A 2013 study found that people with osteoarthritis who saw a chiropractor twice a week for 6 weeks had more joint pain relief than those following traditional stretching or physical therapy programs. The time it takes to see results from chiropractic care will depend on your particular situation. But the Arthritis Foundation says that when it’s effective, people typically find relief after 4 to 10 treatments.

Chiropractic care for RA can help determine if your pain is caused by inflammation or by movements that compensate for that inflammation. In one case study 2015, chiropractic care was able to provide limited relief of inflammatory pain. But the real benefit came from dealing with the mechanical injuries the participant suffered while trying to compensate for her pain and limitations from rheumatoid arthritis.

Historically, groups like the World Health Organization (WHO) cautioned against the use of chiropractic joint manipulation in areas directly affected by RA, particularly the upper neck.

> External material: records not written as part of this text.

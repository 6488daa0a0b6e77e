//! Study plan generation pipeline.
//!
//! gap analysis → hour allocation → phase scheduling → session scheduling,
//! then milestones and outcome simulation over the finished weeks. Each stage
//! returns a fresh value; all working state is local to one call.

use std::collections::HashMap;

use chrono::{Duration, NaiveDate};

use crate::allocator::HourAllocator;
use crate::config::PlannerConfig;
use crate::error::{PlanError, PlanResult};
use crate::gap::GapAnalyzer;
use crate::milestones::MilestoneGenerator;
use crate::phase::{PhaseScheduler, WeekBreakdown};
use crate::sanitize::sanitize_snapshot;
use crate::sessions::{SessionScheduler, WeekSessions};
use crate::simulation::{plan_confidence, CancellationFlag, OutcomeSimulator};
use crate::types::{FocusArea, Phase, PlanRequest, PlanSnapshot, StudyPlan, WeeklyPlan};

const GOAL_TOPICS_PER_WEEK: usize = 2;

/// Per-invocation inputs that are not part of the request
#[derive(Debug, Clone)]
pub struct PlanContext {
    pub today: NaiveDate,
    pub seed: u64,
    pub cancel: CancellationFlag,
}

impl PlanContext {
    pub fn new(today: NaiveDate, seed: u64) -> Self {
        Self {
            today,
            seed,
            cancel: CancellationFlag::new(),
        }
    }

    pub fn with_cancel(mut self, cancel: CancellationFlag) -> Self {
        self.cancel = cancel;
        self
    }
}

/// Whole weeks until the exam, rounded up
pub fn weeks_until_exam(today: NaiveDate, exam_date: NaiveDate) -> i64 {
    let days = (exam_date - today).num_days();
    if days > 0 {
        (days + 6) / 7
    } else {
        -(-days / 7)
    }
}

pub struct StudyPlanner {
    config: PlannerConfig,
    simulator: OutcomeSimulator,
}

impl Default for StudyPlanner {
    fn default() -> Self {
        Self::new(PlannerConfig::default())
    }
}

impl StudyPlanner {
    pub fn new(config: PlannerConfig) -> Self {
        let simulator = OutcomeSimulator::from_config(&config);
        Self { config, simulator }
    }

    pub fn config(&self) -> &PlannerConfig {
        &self.config
    }

    /// Check the request and return the number of planned weeks
    pub fn validate(&self, request: &PlanRequest, today: NaiveDate) -> PlanResult<u32> {
        if request.user_id.trim().is_empty() {
            return Err(PlanError::InvalidInput("user id is empty".to_string()));
        }
        if !request.target_score.is_finite() {
            return Err(PlanError::InvalidInput(format!(
                "target score is not finite: {}",
                request.target_score
            )));
        }

        let hours = request.available_hours_per_week;
        if hours == 0 || hours > self.config.max_hours_per_week {
            return Err(PlanError::InvalidBudget(hours));
        }

        let weeks = weeks_until_exam(today, request.exam_date);
        if weeks < 1 || weeks > self.config.max_weeks as i64 {
            return Err(PlanError::ScheduleRange { weeks });
        }

        Ok(weeks as u32)
    }

    pub fn generate_study_plan(
        &self,
        request: &PlanRequest,
        snapshot: &PlanSnapshot,
        ctx: &PlanContext,
    ) -> PlanResult<StudyPlan> {
        let total_weeks = self.validate(request, ctx.today)?;
        let snapshot = sanitize_snapshot(snapshot)?;
        let hours_per_week = request.available_hours_per_week;
        let current_score = snapshot.current_score;
        let target_score = request.target_score;

        let focus_areas = GapAnalyzer::analyze(
            &snapshot.topic_mastery,
            &snapshot.topics,
            target_score,
            current_score,
        );

        let budget = total_weeks * hours_per_week;
        let allocation = HourAllocator::allocate(&focus_areas, budget);

        let breakdowns =
            PhaseScheduler::schedule(&focus_areas, &allocation, total_weeks, hours_per_week);
        let sessions = SessionScheduler::schedule(&breakdowns, total_weeks, hours_per_week);

        let weekly_plans: Vec<WeeklyPlan> = breakdowns
            .into_iter()
            .zip(sessions)
            .map(|(breakdown, sessions)| {
                assemble_week(
                    breakdown,
                    sessions,
                    &focus_areas,
                    ctx.today,
                    total_weeks,
                    hours_per_week,
                    current_score,
                    target_score,
                )
            })
            .collect();

        let milestones = MilestoneGenerator::generate(
            &weekly_plans,
            total_weeks,
            hours_per_week,
            current_score,
            target_score,
        );

        let outcome = self.simulator.simulate(
            &weekly_plans,
            &focus_areas,
            current_score,
            total_weeks,
            ctx.seed,
            &ctx.cancel,
        )?;

        let final_progress = weekly_plans
            .last()
            .map(|w| w.expected_progress)
            .unwrap_or(target_score);
        let confidence_score = plan_confidence(&outcome.probability_range, final_progress);

        tracing::info!(
            user_id = %request.user_id,
            exam_type = %request.exam_type,
            weeks = total_weeks,
            focus_areas = focus_areas.len(),
            allocated_hours = allocation.total_hours(),
            predicted_score = outcome.predicted_score,
            confidence_score,
            "study plan generated"
        );

        Ok(StudyPlan {
            id: uuid::Uuid::new_v4().to_string(),
            user_id: request.user_id.clone(),
            exam_type: request.exam_type.clone(),
            exam_date: request.exam_date,
            generated_on: ctx.today,
            seed: ctx.seed,
            current_score,
            target_score,
            hours_per_week,
            total_weeks,
            focus_areas,
            allocation: allocation.hours,
            weekly_plans,
            milestones,
            outcome,
            confidence_score,
            preferences: request.preferences.clone(),
            adjustments: Vec::new(),
        })
    }
}

/// Generate a plan with the default configuration
pub fn generate_study_plan(
    request: &PlanRequest,
    snapshot: &PlanSnapshot,
    ctx: &PlanContext,
) -> PlanResult<StudyPlan> {
    StudyPlanner::default().generate_study_plan(request, snapshot, ctx)
}

#[allow(clippy::too_many_arguments)]
fn assemble_week(
    breakdown: WeekBreakdown,
    sessions: WeekSessions,
    focus_areas: &[FocusArea],
    today: NaiveDate,
    total_weeks: u32,
    hours_per_week: u32,
    current_score: f64,
    target_score: f64,
) -> WeeklyPlan {
    let week = breakdown.week_number;
    let start_date = today + Duration::days(7 * (week as i64 - 1));
    let end_date = start_date + Duration::days(6);
    let expected_progress =
        current_score + (target_score - current_score) * week as f64 / total_weeks as f64;

    let names: HashMap<&str, &str> = focus_areas
        .iter()
        .map(|a| (a.topic_id.as_str(), a.topic_name.as_str()))
        .collect();

    let mut goals = vec![
        format!("Reach a practice score of {expected_progress:.0}"),
        phase_goal(breakdown.phase).to_string(),
    ];

    let mut ranked: Vec<_> = breakdown.topics.iter().collect();
    ranked.sort_by(|a, b| b.priority.total_cmp(&a.priority));
    for topic in ranked.into_iter().take(GOAL_TOPICS_PER_WEEK) {
        let name = names
            .get(topic.topic_id.as_str())
            .copied()
            .unwrap_or(topic.topic_id.as_str());
        goals.push(format!(
            "Raise {name} mastery to {:.2}",
            topic.mastery.expected
        ));
    }

    WeeklyPlan {
        week_number: week,
        start_date,
        end_date,
        phase: breakdown.phase,
        total_hours: hours_per_week as f64,
        topics: breakdown.topics,
        practices: sessions.practices,
        mock_exams: sessions.mock_exams,
        goals,
        expected_progress,
    }
}

fn phase_goal(phase: Phase) -> &'static str {
    match phase {
        Phase::Foundation => "Build core concepts in weak topics",
        Phase::Building => "Turn concepts into reliable skills through practice",
        Phase::Reinforcement => "Consolidate skills with mixed practice and full-length exams",
        Phase::Peak => "Simulate exam conditions and sharpen timing",
        Phase::Taper => "Review lightly and rest before the exam",
    }
}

However, more recent search suggests that chiropractic care may benefit other parts of the body of people with RA and may help during times of chronic – not acute – inflammation.

If you’re worried about getting chiropractic care to help treat your RA, talk to your rheumatologist or another specialist who manages your RA. They can provide recommendations on the type of complementary therapy that will work best for you.

Chiropractors do not receive a traditional medical degree, but must complete a Doctor of Chiropractic program. This post-graduate training lasts about 4 years. Afterwards, they must pass all areas of the National Board of Chiropractic Examiners exam.

Your best place to start when looking for a chiropractor may be a referral from your primary care physician or a rheumatoid arthritis specialist. They may be able to refer you to chiropractors in your area who specialize in treating arthritis and inflammation.

Before visiting a chiropractor, it’s also a good idea to check their references and see if there are any reviews from other patients. State boards also maintain lists of qualified chiropractors, and the American Chiropractic Association has an online search tool to help you find a chiropractor in your area.

Medicare does not cover any type of chiropractic care, but private insurance plans might. Some plans only cover a portion of chiropractic care, and others may not cover it at all.

If you have insurance, call your insurance company before making an appointment with a chiropractor. They can help you discover your coverage, as well as the providers in the area covered by your plan.

Without insurance, you can expect to pay around $64 on average for a single chiropractic visit, plus extra for services like diagnostic X-rays. That might seem like a lot for a reimbursable service that you might need several times a week to get started. But a 2015 study suggests that the cost of chiropractic care is approximately 30 percent less than similar hospital services to manage pain.

Treating RA requires a multifaceted approach that includes medication, therapy, and lifestyle changes.

As the popularity of complementary therapies like chiropractic care grows, research suggests it can help improve strength and flexibility, as well as reduce inflammation in the body – all things that can help someone with the condition. of PR.

If you want to know if chiropractic care is right for you or can help your RA, ask your rheumatologist or RA specialist for information or a referral.